Opinions differ on the need for histological proof, with reports of limited biopsy and frozen section, radical orchiectomy in unilateral disease and unilateral orchiectomy in bilateral disease. The peak incidence of sarcoidosis and testicular cancer coincide at 20–40 years and this is why most patients end up having an orchiectomy. However, testicular tumours are much more common in white men, with less than 3.5% of all testicular tumours being found in black men. These racial variations justify a more conservative approach in patients of Afro-Caribbean descent with proven sarcoidosis elsewhere. Careful follow-up and ultrasonic surveillance may be preferable in certain clinical settings to biopsy and surgery, especially in patients with bilateral testicular disease.

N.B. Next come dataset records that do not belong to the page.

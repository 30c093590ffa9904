// Copyright (c) Contributors to the SPK project.
// SPDX-License-Identifier: Apache-2.0

//! Write boot commands of every configuration set into the image root.

use clap::Args;
use colored::Colorize;
use miette::Result;

/// Write boot commands of all configuration sets
#[derive(Debug, Args)]
pub struct CmdPersist {
    #[clap(flatten)]
    packages: crate::PackageFlags,

    #[clap(flatten)]
    output: crate::OutputFlags,

    /// Also record the sources and results in a lock file
    #[clap(long)]
    lock: bool,
}

impl CmdPersist {
    pub fn run(&mut self) -> Result<i32> {
        let registry = self.packages.build_registry()?;
        if registry.is_empty() {
            println!("No run manifests found, nothing to persist");
            return Ok(0);
        }

        let resolved = registry.resolve_all()?;
        let artifacts = uniboot::persist_resolved(&self.output.output, &resolved)?;
        for artifact in &artifacts {
            println!(
                "  {}:{} -> {}",
                artifact.package.cyan(),
                artifact.config_set.cyan(),
                artifact.path.display()
            );
        }
        println!("Wrote {} boot command(s)", artifacts.len());

        if self.lock {
            let lock = uniboot::generate_lock(&registry, &resolved)?;
            let lock_path = self.output.lock_path();
            lock.save(&lock_path)?;
            println!("Generated lock file: {:?}", lock_path);
        }

        Ok(0)
    }
}
// Copyright (c) Contributors to the SPK project.
// SPDX-License-Identifier: Apache-2.0

//! Runtime variants describing how a unikernel image is booted.
//!
//! Every configuration set in a run manifest is decoded into one [`Runtime`].
//! The manifest's `runtime:` field picks the variant, and the fields of the
//! configuration set populate it:
//!
//! ```yaml
//! runtime: java
//! config_set:
//!   hello:
//!     main: main.Hello
//!     classpath:
//!       - /app
//!     env:
//!       PORT: "8000"
//! ```

use std::fmt;
use std::str::FromStr;

use serde::{Deserialize, Serialize};

use crate::env::{BootCommand, EnvMap};
use crate::registry::ConfigRegistry;
use crate::{Error, Result};

mod common;
mod java;
mod native;
mod node;
mod python;

pub use common::CommonRuntime;
pub use java::JavaRuntime;
pub use native::NativeRuntime;
pub use node::NodeRuntime;
pub use python::PythonRuntime;


/// Identifies which variant shape a configuration set uses.
#[derive(Debug, Clone, Copy, PartialEq, Eq, Hash, Deserialize, Serialize)]
pub enum RuntimeKind {
    #[serde(rename = "native")]
    Native,
    #[serde(rename = "node", alias = "nodejs")]
    Node,
    #[serde(rename = "java")]
    Java,
    #[serde(rename = "python")]
    Python,
}

/// All runtimes known to this build.
pub const SUPPORTED_RUNTIMES: &[RuntimeKind] = &[
    RuntimeKind::Native,
    RuntimeKind::Node,
    RuntimeKind::Java,
    RuntimeKind::Python,
];

impl RuntimeKind {
    pub fn as_str(&self) -> &'static str {
        match self {
            Self::Native => "native",
            Self::Node => "node",
            Self::Java => "java",
            Self::Python => "python",
        }
    }
}

impl fmt::Display for RuntimeKind {
    fn fmt(&self, f: &mut fmt::Formatter<'_>) -> fmt::Result {
        f.pad(self.as_str())
    }
}

impl FromStr for RuntimeKind {
    type Err = Error;

    fn from_str(s: &str) -> Result<Self> {
        match s {
            "native" => Ok(Self::Native),
            "node" | "nodejs" => Ok(Self::Node),
            "java" => Ok(Self::Java),
            "python" => Ok(Self::Python),
            _ => Err(Error::UnsupportedRuntime {
                name: s.to_string(),
                supported: SUPPORTED_RUNTIMES
                    .iter()
                    .map(|k| k.as_str().to_string())
                    .collect(),
            }),
        }
    }
}

/// Behavior each concrete runtime provides on top of [`CommonRuntime`].
pub trait RuntimeVariant {
    fn kind(&self) -> RuntimeKind;

    fn common(&self) -> &CommonRuntime;

    fn common_mut(&mut self) -> &mut CommonRuntime;

    /// Short description of what the runtime is used for.
    fn description(&self) -> &'static str;

    /// Packages providing the interpreter this runtime launches.
    fn dependencies(&self) -> &'static [&'static str];

    /// Commented YAML for the runtime-specific fields only.
    fn yaml_template(&self) -> &'static str;

    /// First required field left unset, checked only when not inheriting.
    fn missing_field(&self) -> Option<&'static str>;

    /// Command executed when this configuration set does not inherit.
    fn launch_command(&self) -> String;

    /// Environment exported ahead of [`Self::launch_command`].
    fn launch_env(&self) -> EnvMap {
        self.common().env.clone()
    }
}

/// A fully populated configuration set.
#[derive(Debug, Clone, PartialEq)]
pub enum Runtime {
    Native(NativeRuntime),
    Node(NodeRuntime),
    Java(JavaRuntime),
    Python(PythonRuntime),
}

/// Map a runtime name into a blank runtime of the matching variant.
pub fn pick_runtime(name: &str) -> Result<Runtime> {
    let kind: RuntimeKind = name.parse()?;
    Ok(Runtime::blank(kind))
}

impl Runtime {
    /// A runtime of the given kind with no fields populated.
    pub fn blank(kind: RuntimeKind) -> Self {
        match kind {
            RuntimeKind::Native => Self::Native(NativeRuntime::default()),
            RuntimeKind::Node => Self::Node(NodeRuntime::default()),
            RuntimeKind::Java => Self::Java(JavaRuntime::default()),
            RuntimeKind::Python => Self::Python(PythonRuntime::default()),
        }
    }

    /// Populate a runtime of the given kind from one `config_set` entry.
    pub fn from_value(
        kind: RuntimeKind,
        config_set: &str,
        value: serde_yaml::Value,
    ) -> Result<Self> {
        // `name:` with no fields below it is a valid, empty config set
        let value = match value {
            serde_yaml::Value::Null => serde_yaml::Value::Mapping(Default::default()),
            other => other,
        };
        let map_err = |error| Error::ConfigSetParse {
            config_set: config_set.to_string(),
            error,
        };
        let runtime = match kind {
            RuntimeKind::Native => Self::Native(serde_yaml::from_value(value).map_err(map_err)?),
            RuntimeKind::Node => Self::Node(serde_yaml::from_value(value).map_err(map_err)?),
            RuntimeKind::Java => Self::Java(serde_yaml::from_value(value).map_err(map_err)?),
            RuntimeKind::Python => Self::Python(serde_yaml::from_value(value).map_err(map_err)?),
        };
        Ok(runtime)
    }

    fn variant(&self) -> &dyn RuntimeVariant {
        match self {
            Self::Native(r) => r,
            Self::Node(r) => r,
            Self::Java(r) => r,
            Self::Python(r) => r,
        }
    }

    fn variant_mut(&mut self) -> &mut dyn RuntimeVariant {
        match self {
            Self::Native(r) => r,
            Self::Node(r) => r,
            Self::Java(r) => r,
            Self::Python(r) => r,
        }
    }

    pub fn kind(&self) -> RuntimeKind {
        self.variant().kind()
    }

    pub fn description(&self) -> &'static str {
        self.variant().description()
    }

    pub fn dependencies(&self) -> Vec<String> {
        self.variant()
            .dependencies()
            .iter()
            .map(|d| d.to_string())
            .collect()
    }

    /// Commented YAML describing every field this runtime accepts.
    pub fn yaml_template(&self) -> String {
        format!(
            "{}{}",
            self.variant().yaml_template(),
            CommonRuntime::YAML_TEMPLATE
        )
    }

    pub fn common(&self) -> &CommonRuntime {
        self.variant().common()
    }

    pub fn env(&self) -> &EnvMap {
        &self.common().env
    }

    pub fn base(&self) -> &str {
        &self.common().base
    }

    /// Whether the boot command comes from a `base` reference.
    pub fn inherits(&self) -> bool {
        !self.base().is_empty()
    }

    /// Overwrite environment keys this runtime already declares.
    ///
    /// Returns the keys that were updated; unknown keys are ignored.
    pub fn override_env(&mut self, values: &EnvMap) -> Vec<String> {
        crate::env::override_env(&mut self.variant_mut().common_mut().env, values)
    }

    /// Write the launcher's placeholder defaults into the declared env.
    ///
    /// Afterwards every value the terminal boot command exports is a key of
    /// [`Self::env`], so [`Self::override_env`] can replace it. Inheriting
    /// runtimes never launch their own command and are left unchanged.
    pub fn materialize_defaults(&mut self) {
        if self.inherits() {
            return;
        }
        let env = self.variant().launch_env();
        self.variant_mut().common_mut().env = env;
    }

    /// Validate values that were read from the manifest.
    ///
    /// Inheriting configuration sets are exempt from runtime-specific
    /// required fields.
    pub fn validate(&self) -> Result<()> {
        let variant = self.variant();
        if !self.inherits() {
            if let Some(field) = variant.missing_field() {
                return Err(Error::MissingField {
                    runtime: variant.kind(),
                    field,
                });
            }
        }
        variant.common().validate()
    }

    /// Boot command for this runtime when it does not inherit.
    pub fn terminal_boot_command(&self) -> BootCommand {
        let variant = self.variant();
        BootCommand::new(variant.launch_command()).with_hard_env(&variant.launch_env())
    }

    /// Produce the boot command, following `base` references through `registry`.
    pub fn build_boot_command(&self, registry: &ConfigRegistry) -> Result<BootCommand> {
        crate::resolve::build_boot_command(self, registry)
    }
}

/// Join list fields that are exported through a single environment variable.
fn join_args(args: &[String]) -> String {
    args.join(" ")
}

Two main approaches to genitourinary sarcoidosis have been proposed. Based on the marked relationship between testicular cancer and sarcoidosis, orchiectomy is recommended, even if evidence of sarcoidosis in other organs is present. By contrast, others consider immediate orchiectomy as being quite aggressive because of several factors associated with a benign diagnosis, as well as the involvement of the epididymis or vas deferens and bilateral testicular involvement. If the malignant diagnosis is established by exploration and intraoperative ultrasound-guided biopsy, orchiectomy is performed in cases of diffuse involvement of a testis. Spontaneous resolution has been reported in 50% to 70% of patients with active sarcoidosis. If the diagnosis is not established unequivocally, immunosuppressive agents (frequently steroids) will resolve the inflammation in patients who wish to salvage their fertility; and in those with severely advanced disease, after careful consideration.

A new approach has been proposed recently, based on the absence of evidence for malignant transformation in pathologically confirmed benign diagnosed testicular sarcoidosis, and it involves the open exploration of both testes, with resection of the largest lesion (on the right tunica). In this technique, the patient was not given steroids after the operation. Nevertheless, careful follow-up may be preferred to medication or surgery in certain clinical settings.